## PROBLEM STATEMENT
Exact duplicates of all entries are needed.

---------- RECORD SET ----------

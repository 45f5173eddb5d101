// Authentication module
// Credential sources, resolution, and session lifecycle

mod cookies;
mod resolver;
mod session;
mod storage;
mod types;

pub use cookies::{CookieJar, TOKEN_COOKIE};
pub use resolver::{synthesize_token, CredentialResolver, DEFAULT_TOKEN_FETCH_TIMEOUT};
pub use session::SessionManager;
pub use storage::{
    AuthStateStore, MemoryStorage, SqliteStorage, Storage, AUTH_TOKEN_KEY, COOKIE_KEY,
    PERSIST_ROOT_KEY,
};
pub use types::{AuthState, Credential, CredentialSource, UserRecord};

----------

## EXERCISE RESULT
repository 45f5173eddb5d101
// Authentication module
// Credential sources, resolution, and session lifecycle

mod cookies;
mod resolver;
mod session;
mod storage;
mod types;

pub use cookies::{CookieJar, TOKEN_COOKIE};
pub use resolver::{synthesize_token, CredentialResolver, DEFAULT_TOKEN_FETCH_TIMEOUT};
pub use session::SessionManager;
pub use storage::{
    AuthStateStore, MemoryStorage, SqliteStorage, Storage, AUTH_TOKEN_KEY, COOKIE_KEY,
    PERSIST_ROOT_KEY,
};
pub use types::{AuthState, Credential, CredentialSource, UserRecord};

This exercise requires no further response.